In the National Hockey League, the hometown team always wears white, but this was not the case on this particular spring day, when General Manager Neil Smith defied tradition, and outfitted his New York Rangers in their blue sweaters. This was supposed to be a most special game.
Inside the arena, everyone’s eyes were fixated on the player wearing a matching blue turtleneck with 99 embroidered under the lace-up collar. His black and white Nike Air Zoom skates glided around the rink, the one with the same 99 painted behind both goals. The blue jersey was tucked in only on the right side, as usual, inside his red pants. The head was covered with a Jofa helmet decorated by NYR stickers on the sides, while the fingers of his Hespeler gloves gripped one of the many Hespeler sticks he used on this day.
Yes, this was a most special game. Twenty-one years ago, on April 18, 1999, the hockey world fixated its gaze on a sheet of ice in the middle of New York City when “The Great One,” Wayne Gretzky, played his final NHL game.
Not one spectator at Madison Square Garden sat during the pre-game festivities, as hockey fans chanted his name and camera flashes lit up the moment. Witnesses included Mario Lemieux, future Rangers General Manager Glen Sather, 1994 Stanley Cup hero Mark Messier, Phil Esposito, Jerry Seinfeld and Christopher Reeve. NHL commissioner Gary Bettman was booed, as always, until he announced No. 99 was retiring from the league.
Before the center ice faceoff against the Penguins, Alexei Kovalev and Jaromir Jagr got hugs and No. 99 took his place among the Rangers’ starting five on the blue line, next to captain Brian Leetch and linemate Niklas Sundstrom. The Canadian and American national anthems managed to incite the crowd into even more of a frenzy leading up to a most special moment.
It was a moment most hockey fans were not totally prepared for; at the age of 38, the NHL’s all-time leading goal scorer (894) was hanging up his skates. The world learned that Gretzky would retire only two days prior, when he made the formal announcement regarding his illustrious 21-year pro hockey career. Rather than pose a distraction to the league and to his Rangers, he opted for a dignified departure at season’s end.
Unofficial rumors were out there all season long that his time was winding down. His final game in Canada was on April 15, 1999, against the Ottawa Senators, after which he took a personal telephone call from the Canadian prime minister.
Action on the Ice
The MSG faithful were seated as the puck dropped at center ice between Gretzky and Martin Straka. The two clubs were heading in opposite directions – the Rangers were in the second year of a seven-year playoff drought, while the Penguins were prepping for the playoffs.
Ex-Ranger Kovalev netted the contest’s initial score in the second period. Rangers loyalists cheered every time “The Great One” touched the puck and were rewarded with less than a minute remaining in the middle 20 when, on the power play, New York evened the score. Leetch passed to Gretzky just inside the offensive zone on the right wing, who took two strides to the top of the circle and fed the trailing defenseman, Mathieu Schneider, in the high slot. Schneider faked a shot, taking goalie Tom Barrasso out of position, and hit Leetch for an easy redirect goal.

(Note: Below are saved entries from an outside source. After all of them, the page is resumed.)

//! Profile-guided brute-force resolution.
//!
//! Enumerates the full Cartesian product of the tunable domains, builds and
//! profiles each candidate, and keeps the one with the lowest mean latency.
//! Per-candidate build or execution failures are recorded and skipped; only
//! a search with zero surviving candidates fails.

use crate::ResolveError;
use serde::Serialize;
use std::collections::BTreeMap;
use std::path::PathBuf;
use taskforge_ir::{lower, MemoryScope, ResolvedModule, UnresolvedModule, Worker};
use taskforge_runtime::TensorValue;
use tracing::{info, warn};

/// Implementation-defined ceiling on the candidate count. Callers with larger
/// designs must pre-shrink their domains or fall back to random resolution.
pub const DEFAULT_SEARCH_CEILING: u128 = 4096;

#[derive(Debug, Clone)]
pub struct BruteForceOptions {
    /// Timed invocations per candidate.
    pub repeat: usize,
    /// Unmeasured invocations per candidate before timing starts.
    pub warmup: usize,
    /// Maximum admissible search-space size.
    pub ceiling: u128,
    /// Seed for the representative input data shared by all candidates.
    pub seed: u64,
    /// Where candidate build artifacts land.
    pub output_dir: PathBuf,
}

impl Default for BruteForceOptions {
    fn default() -> Self {
        Self {
            repeat: 10,
            warmup: 1,
            ceiling: DEFAULT_SEARCH_CEILING,
            seed: 1,
            output_dir: std::env::temp_dir().join("taskforge-tune"),
        }
    }
}

#[derive(Debug, Clone, Serialize)]
pub struct CandidateReport {
    pub index: usize,
    pub bindings: BTreeMap<String, i64>,
    pub mean_ms: Option<f64>,
    pub error: Option<String>,
}

#[derive(Debug, Clone, Serialize)]
pub struct SearchReport {
    pub module: String,
    pub total_candidates: usize,
    pub failed_candidates: usize,
    pub winner: usize,
    pub winner_mean_ms: f64,
    pub candidates: Vec<CandidateReport>,
}

/// Selection accumulator: strictly-lower mean wins, so the earlier candidate
/// survives a tie. The comparison is the one step that must stay serialized
/// if candidate builds are ever spread across threads.
#[derive(Debug, Default)]
pub struct SearchAccumulator {
    best: Option<(usize, f64)>,
}

impl SearchAccumulator {
    pub fn new() -> Self {
        Self::default()
    }

    /// Offer a candidate; returns true if it became the new best.
    pub fn offer(&mut self, index: usize, mean_ms: f64) -> bool {
        match self.best {
            Some((_, best_ms)) if mean_ms >= best_ms => false,
            _ => {
                self.best = Some((index, mean_ms));
                true
            }
        }
    }

    pub fn best(&self) -> Option<(usize, f64)> {
        self.best
    }
}

/// Resolve by exhaustive measurement; the external contract of
/// [`brute_force_resolve`] with the per-candidate outcomes kept for
/// reporting.
pub fn brute_force_search(
    module: &UnresolvedModule,
    opts: &BruteForceOptions,
) -> Result<(ResolvedModule, SearchReport), ResolveError> {
    let size = module
        .search_space_size()
        .unwrap_or(u128::MAX)
        .max(1);
    if size > opts.ceiling {
        return Err(ResolveError::SearchSpaceTooLarge {
            size,
            ceiling: opts.ceiling,
        });
    }
    let total = size as usize;
    let repeat = opts.repeat.max(1);

    // Representative inputs are allocated once and shared by every candidate
    // so allocation cost cannot skew the measurements.
    let scope = match module.worker() {
        Worker::Grid => MemoryScope::Global,
        Worker::Host => MemoryScope::Host,
    };
    let mut args: Vec<TensorValue> = Vec::with_capacity(module.params().len());
    for (position, param) in module.params().iter().enumerate() {
        if position + 1 == module.params().len() {
            args.push(TensorValue::zeros_like(&param.ty, scope));
        } else {
            args.push(TensorValue::randn_like(
                &param.ty,
                scope,
                opts.seed + position as u64,
            ));
        }
    }

    let mut accumulator = SearchAccumulator::new();
    let mut best_module: Option<ResolvedModule> = None;
    let mut candidates = Vec::with_capacity(total);
    let mut failed = 0usize;

    for (index, bindings) in Assignments::new(module).enumerate() {
        match run_candidate(module, bindings.clone(), index, &mut args, opts, repeat) {
            Ok((resolved, mean_ms)) => {
                info!(
                    module = module.name(),
                    candidate = index,
                    mean_ms,
                    "profiled candidate"
                );
                if accumulator.offer(index, mean_ms) {
                    best_module = Some(resolved);
                }
                candidates.push(CandidateReport {
                    index,
                    bindings,
                    mean_ms: Some(mean_ms),
                    error: None,
                });
            }
            Err(err) => {
                warn!(
                    module = module.name(),
                    candidate = index,
                    error = %err,
                    "skipping failed candidate"
                );
                failed += 1;
                candidates.push(CandidateReport {
                    index,
                    bindings,
                    mean_ms: None,
                    error: Some(err.to_string()),
                });
            }
        }
    }

    let (winner, winner_mean_ms) = match accumulator.best() {
        Some(best) => best,
        None => return Err(ResolveError::NoValidCandidate { total }),
    };
    let best_module = best_module.ok_or(ResolveError::NoValidCandidate { total })?;

    info!(
        module = module.name(),
        winner,
        winner_mean_ms,
        failed,
        total,
        "brute-force search finished"
    );
    let report = SearchReport {
        module: module.name().to_string(),
        total_candidates: total,
        failed_candidates: failed,
        winner,
        winner_mean_ms,
        candidates,
    };
    Ok((best_module, report))
}

/// Enumerate, build, and profile every candidate; return the fastest one.
pub fn brute_force_resolve(
    module: &UnresolvedModule,
    opts: &BruteForceOptions,
) -> Result<ResolvedModule, ResolveError> {
    brute_force_search(module, opts).map(|(module, _)| module)
}

fn run_candidate(
    module: &UnresolvedModule,
    bindings: BTreeMap<String, i64>,
    index: usize,
    args: &mut [TensorValue],
    opts: &BruteForceOptions,
    repeat: usize,
) -> Result<(ResolvedModule, f64), ResolveError> {
    let resolved = module.bind(bindings)?;
    let lowered = lower(resolved.clone())?;
    let candidate_dir = opts.output_dir.join(format!("cand-{index}"));
    let artifact = taskforge_backend::build(&lowered, &candidate_dir)?;
    let kernel = artifact
        .kernel(module.name())
        .ok_or_else(|| anyhow::anyhow!("artifact lost entry '{}'", module.name()))?;
    let latencies = kernel.profile(args, repeat, opts.warmup)?;
    let mean = latencies.iter().sum::<f64>() / latencies.len() as f64;
    Ok((resolved, mean))
}

/// Odometer over the Cartesian product of the tunable domains, in
/// declaration order; candidate 0 is every knob at its first domain value.
struct Assignments<'a> {
    module: &'a UnresolvedModule,
    counters: Vec<usize>,
    done: bool,
}

impl<'a> Assignments<'a> {
    fn new(module: &'a UnresolvedModule) -> Self {
        Self {
            module,
            counters: vec![0; module.tunables().len()],
            done: false,
        }
    }
}

impl Iterator for Assignments<'_> {
    type Item = BTreeMap<String, i64>;

    fn next(&mut self) -> Option<Self::Item> {
        if self.done {
            return None;
        }
        let tunables = self.module.tunables();
        let assignment = tunables
            .iter()
            .zip(&self.counters)
            .map(|(tunable, &index)| (tunable.name().to_string(), tunable.domain()[index]))
            .collect();

        // Advance like an odometer, last knob fastest.
        self.done = true;
        for (position, counter) in self.counters.iter_mut().enumerate().rev() {
            *counter += 1;
            if *counter < tunables[position].domain().len() {
                self.done = false;
                break;
            }
            *counter = 0;
        }
        if tunables.is_empty() {
            self.done = true;
        }
        Some(assignment)
    }
}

Madison Square Garden proceeded to shake and roar with the game tied and Wayne Gretzky tallying his 2,857th NHL point. The man of the hour celebrated like it was point No. 1.

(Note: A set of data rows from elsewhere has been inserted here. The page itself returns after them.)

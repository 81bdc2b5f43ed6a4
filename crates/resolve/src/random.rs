//! Deterministic-random resolution.

use crate::ResolveError;
use rand::rngs::StdRng;
use rand::{Rng, SeedableRng};
use std::collections::BTreeMap;
use taskforge_ir::{ResolvedModule, UnresolvedModule};
use tracing::debug;

/// Bind every tunable to an independent uniform draw from its domain.
///
/// A fixed seed is fully reproducible: the same seed and module always yield
/// the same assignment. With `seed = None` the generator is taken from
/// entropy and the result is not reproducible. This path never compiles or
/// measures anything; it is O(number of tunables).
pub fn random_resolve(
    module: &UnresolvedModule,
    seed: Option<u64>,
) -> Result<ResolvedModule, ResolveError> {
    let mut rng = match seed {
        Some(seed) => StdRng::seed_from_u64(seed),
        None => StdRng::from_entropy(),
    };
    let mut bindings = BTreeMap::new();
    for tunable in module.tunables() {
        let domain = tunable.domain();
        let value = domain[rng.gen_range(0..domain.len())];
        bindings.insert(tunable.name().to_string(), value);
    }
    debug!(module = module.name(), ?bindings, "randomly resolved module");
    Ok(module.bind(bindings)?)
}

#[cfg(test)]
mod tests {
    use super::*;
    use taskforge_implement::ImplementerRegistry;
    use taskforge_ir::ops;

    fn split_module() -> UnresolvedModule {
        let registry = ImplementerRegistry::with_default_implementers();
        let task = ops::matmul(64, 64, 64).unwrap();
        registry.implement(&task, Some("grid_split")).unwrap()
    }

    #[test]
    fn same_seed_gives_identical_bindings() {
        let module = split_module();
        let a = random_resolve(&module, Some(42)).unwrap();
        let b = random_resolve(&module, Some(42)).unwrap();
        assert_eq!(a.bindings(), b.bindings());
    }

    #[test]
    fn different_seeds_eventually_differ() {
        let module = split_module();
        let base = random_resolve(&module, Some(0)).unwrap();
        let differs = (1..50u64)
            .any(|seed| random_resolve(&module, Some(seed)).unwrap().bindings() != base.bindings());
        assert!(differs);
    }

    #[test]
    fn bound_values_stay_inside_their_domains() {
        let module = split_module();
        for seed in 0..20 {
            let resolved = random_resolve(&module, Some(seed)).unwrap();
            for tunable in module.tunables() {
                let value = resolved.binding(tunable.name()).unwrap();
                assert!(tunable.domain().contains(&value));
            }
        }
    }

    #[test]
    fn unseeded_resolution_still_produces_a_full_assignment() {
        let module = split_module();
        let resolved = random_resolve(&module, None).unwrap();
        assert_eq!(resolved.bindings().len(), module.tunables().len());
    }
}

The fans present and those watching on television witnessed his sheer sense of enjoyment, energy, love for the game and the competition. One last time he would set up behind the net in “Gretzky’s office,” pass when everyone thought he would shoot, sometimes shoot when least expected. His unique way of reading the play on the ice, the anticipation, his element of surprise and trickiness was on display one final time. It was electric every time he handled the puck, each time he jumped on the ice. It truly was Wayne Gretzky and everyone else.

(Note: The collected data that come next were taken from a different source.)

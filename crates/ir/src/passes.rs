//! Lowering passes applied to resolved modules.
//!
//! Each pass is a module-to-module transform; the pipeline order is fixed at
//! construction. Passes never reintroduce tunable parameters — resolved
//! modules have none by type.

use crate::expr::{BinaryOp, ScalarExpr};
use crate::module::{EntrySignature, ParamSpec, ResolvedModule};
use anyhow::{bail, Result};
use tracing::debug;

pub trait Pass {
    fn name(&self) -> &str;
    fn run(&self, module: &mut ResolvedModule) -> Result<()>;
}

/// Folds constant subexpressions and arithmetic identities (`x*1`, `x*0`,
/// `x+0`, `x/1`).
pub struct SimplifyConstExpr;

impl Pass for SimplifyConstExpr {
    fn name(&self) -> &str {
        "simplify-const-expr"
    }

    fn run(&self, module: &mut ResolvedModule) -> Result<()> {
        let compute = module.compute_mut();
        let body = std::mem::replace(&mut compute.body, ScalarExpr::Const(0.0));
        compute.body = simplify(body);
        debug!(pass = self.name(), module = module.name(), "simplified compute body");
        Ok(())
    }
}

/// Rewrites multi-dimensional loads into single linear-offset loads using the
/// parameter strides, so the backend can address flat buffers directly.
pub struct FlattenTensors;

impl Pass for FlattenTensors {
    fn name(&self) -> &str {
        "flatten-tensors"
    }

    fn run(&self, module: &mut ResolvedModule) -> Result<()> {
        let strides: Vec<(String, Vec<usize>)> = module
            .params()
            .iter()
            .map(|param| (param.name.clone(), param.ty.strides.clone()))
            .collect();
        let compute = module.compute_mut();
        let body = std::mem::replace(&mut compute.body, ScalarExpr::Const(0.0));
        compute.body = flatten(body, &strides)?;
        debug!(pass = self.name(), module = module.name(), "flattened tensor loads");
        Ok(())
    }
}

/// Attaches the packed entry-point signature the compiled artifact validates
/// call arguments against.
pub struct PackEntry;

impl Pass for PackEntry {
    fn name(&self) -> &str {
        "pack-entry"
    }

    fn run(&self, module: &mut ResolvedModule) -> Result<()> {
        let params: Vec<ParamSpec> = module.params().to_vec();
        let entry = EntrySignature {
            name: module.name().to_string(),
            params,
        };
        module.set_entry(entry);
        Ok(())
    }
}

pub struct PassPipeline {
    passes: Vec<Box<dyn Pass + Send + Sync>>,
}

impl PassPipeline {
    pub fn new() -> Self {
        Self { passes: Vec::new() }
    }

    pub fn with_default_passes() -> Self {
        let mut pipeline = Self::new();
        pipeline.add_pass(SimplifyConstExpr);
        pipeline.add_pass(FlattenTensors);
        pipeline.add_pass(PackEntry);
        pipeline
    }

    pub fn add_pass<P>(&mut self, pass: P)
    where
        P: Pass + Send + Sync + 'static,
    {
        self.passes.push(Box::new(pass));
    }

    pub fn run(&self, module: &mut ResolvedModule) -> Result<()> {
        for pass in &self.passes {
            pass.run(module)?;
        }
        Ok(())
    }
}

impl Default for PassPipeline {
    fn default() -> Self {
        Self::new()
    }
}

/// Applies the default pipeline and returns the lowered module.
pub fn lower(mut module: ResolvedModule) -> Result<ResolvedModule> {
    PassPipeline::with_default_passes().run(&mut module)?;
    Ok(module)
}

fn simplify(expr: ScalarExpr) -> ScalarExpr {
    match expr {
        ScalarExpr::Binary { op, lhs, rhs } => {
            let lhs = simplify(*lhs);
            let rhs = simplify(*rhs);
            if let (Some(a), Some(b)) = (lhs.as_const(), rhs.as_const()) {
                return ScalarExpr::Const(op.apply(a, b));
            }
            match (op, lhs.as_const(), rhs.as_const()) {
                (BinaryOp::Mul, _, Some(c)) if c == 1.0 => lhs,
                (BinaryOp::Mul, Some(c), _) if c == 1.0 => rhs,
                (BinaryOp::Mul, _, Some(c)) | (BinaryOp::Mul, Some(c), _) if c == 0.0 => {
                    ScalarExpr::Const(0.0)
                }
                (BinaryOp::Add, _, Some(c)) if c == 0.0 => lhs,
                (BinaryOp::Add, Some(c), _) if c == 0.0 => rhs,
                (BinaryOp::Sub, _, Some(c)) if c == 0.0 => lhs,
                (BinaryOp::Div, _, Some(c)) if c == 1.0 => lhs,
                _ => ScalarExpr::binary(op, lhs, rhs),
            }
        }
        ScalarExpr::Load { tensor, indices } => ScalarExpr::Load {
            tensor,
            indices: indices.into_iter().map(simplify).collect(),
        },
        ScalarExpr::Reduce {
            op,
            axis,
            extent,
            body,
        } => ScalarExpr::Reduce {
            op,
            axis,
            extent,
            body: Box::new(simplify(*body)),
        },
        other => other,
    }
}

fn flatten(expr: ScalarExpr, strides: &[(String, Vec<usize>)]) -> Result<ScalarExpr> {
    Ok(match expr {
        ScalarExpr::Load { tensor, indices } => {
            let tensor_strides = match strides.iter().find(|(name, _)| name == &tensor) {
                Some((_, s)) => s,
                None => bail!("load references unknown parameter '{}'", tensor),
            };
            if indices.len() <= 1 {
                // Already linear (or scalar); leave as-is.
                ScalarExpr::Load { tensor, indices }
            } else {
                let mut linear: Option<ScalarExpr> = None;
                for (index, stride) in indices.into_iter().zip(tensor_strides.iter()) {
                    let index = flatten(index, strides)?;
                    let term = simplify(ScalarExpr::binary(
                        BinaryOp::Mul,
                        index,
                        ScalarExpr::Const(*stride as f64),
                    ));
                    linear = Some(match linear {
                        Some(acc) => simplify(ScalarExpr::binary(BinaryOp::Add, acc, term)),
                        None => term,
                    });
                }
                ScalarExpr::Load {
                    tensor,
                    indices: vec![linear.unwrap_or(ScalarExpr::Const(0.0))],
                }
            }
        }
        ScalarExpr::Binary { op, lhs, rhs } => ScalarExpr::Binary {
            op,
            lhs: Box::new(flatten(*lhs, strides)?),
            rhs: Box::new(flatten(*rhs, strides)?),
        },
        ScalarExpr::Reduce {
            op,
            axis,
            extent,
            body,
        } => ScalarExpr::Reduce {
            op,
            axis,
            extent,
            body: Box::new(flatten(*body, strides)?),
        },
        other => other,
    })
}

#[cfg(test)]
mod tests {
    use super::*;
    use crate::module::{Schedule, UnresolvedModule};
    use crate::ops;
    use std::collections::BTreeMap;

    fn resolved_matmul() -> ResolvedModule {
        let task = ops::matmul(4, 6, 8).unwrap();
        UnresolvedModule::from_task(&task, Schedule::HostLoops, Vec::new())
            .bind(BTreeMap::new())
            .unwrap()
    }

    #[test]
    fn simplify_folds_constants_and_identities() {
        let expr = ScalarExpr::binary(
            BinaryOp::Add,
            ScalarExpr::binary(BinaryOp::Mul, ScalarExpr::var("i"), ScalarExpr::Const(1.0)),
            ScalarExpr::binary(BinaryOp::Mul, ScalarExpr::Const(2.0), ScalarExpr::Const(3.0)),
        );
        let folded = simplify(expr);
        assert_eq!(
            folded,
            ScalarExpr::binary(BinaryOp::Add, ScalarExpr::var("i"), ScalarExpr::Const(6.0))
        );
    }

    #[test]
    fn flatten_rewrites_loads_to_linear_offsets() {
        let mut module = resolved_matmul();
        FlattenTensors.run(&mut module).unwrap();
        // Every load in the lowered body addresses a single linear index.
        fn assert_flat(expr: &ScalarExpr) {
            match expr {
                ScalarExpr::Load { indices, .. } => assert_eq!(indices.len(), 1),
                ScalarExpr::Binary { lhs, rhs, .. } => {
                    assert_flat(lhs);
                    assert_flat(rhs);
                }
                ScalarExpr::Reduce { body, .. } => assert_flat(body),
                _ => {}
            }
        }
        assert_flat(&module.compute().body);
    }

    #[test]
    fn pack_entry_attaches_signature() {
        let mut module = resolved_matmul();
        assert!(module.entry().is_none());
        PackEntry.run(&mut module).unwrap();
        let entry = module.entry().unwrap();
        assert_eq!(entry.name, "matmul");
        assert_eq!(entry.params.len(), 3);
        assert_eq!(entry.params[2].name, "C");
    }

    #[test]
    fn default_pipeline_runs_all_passes() {
        let module = lower(resolved_matmul()).unwrap();
        assert!(module.entry().is_some());
    }
}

The game was tied after 60 minutes with tension and anticipation building to an improbable magical ending for “The Great One” to bury the overtime game-winner in his last NHL game. Instead, it was Pittsburgh’s Jagr, who originally was not going to play back-to-back games with the playoffs coming up, ending the match 1:22 into the extra session. Some said it was the passing of the torch with Jagr, at the top of his game, taking over as the new NHL superhero.
Everyone present, including the victorious Penguins, celebrated the close of Gretzky’s brilliant career. There was a team picture with all of his mates donning special “99” hats. He took a celebratory skate on the Garden ice as if he had just won another Stanley Cup. He returned from the tunnel for another curtain call, as if he had been named a star of the game. He gazed around the Garden one last time, the blue Rangers jersey hanging on his sweat-and-tear-drenched thin physique before the lights went dark in the Garden.
Gretzky took his time removing his skates for the final time. Those present claimed more than an hour passed before he untied them and slipped the sweater over his head. It was, as if, subconsciously, he didn’t want to take it off.
The night was a celebration of his greatness, talent and personality. It was yet another amazing chapter in a most storied life and career. It was Ukrainian Wayne Gretzky – the greatest player in the history of the National Hockey League.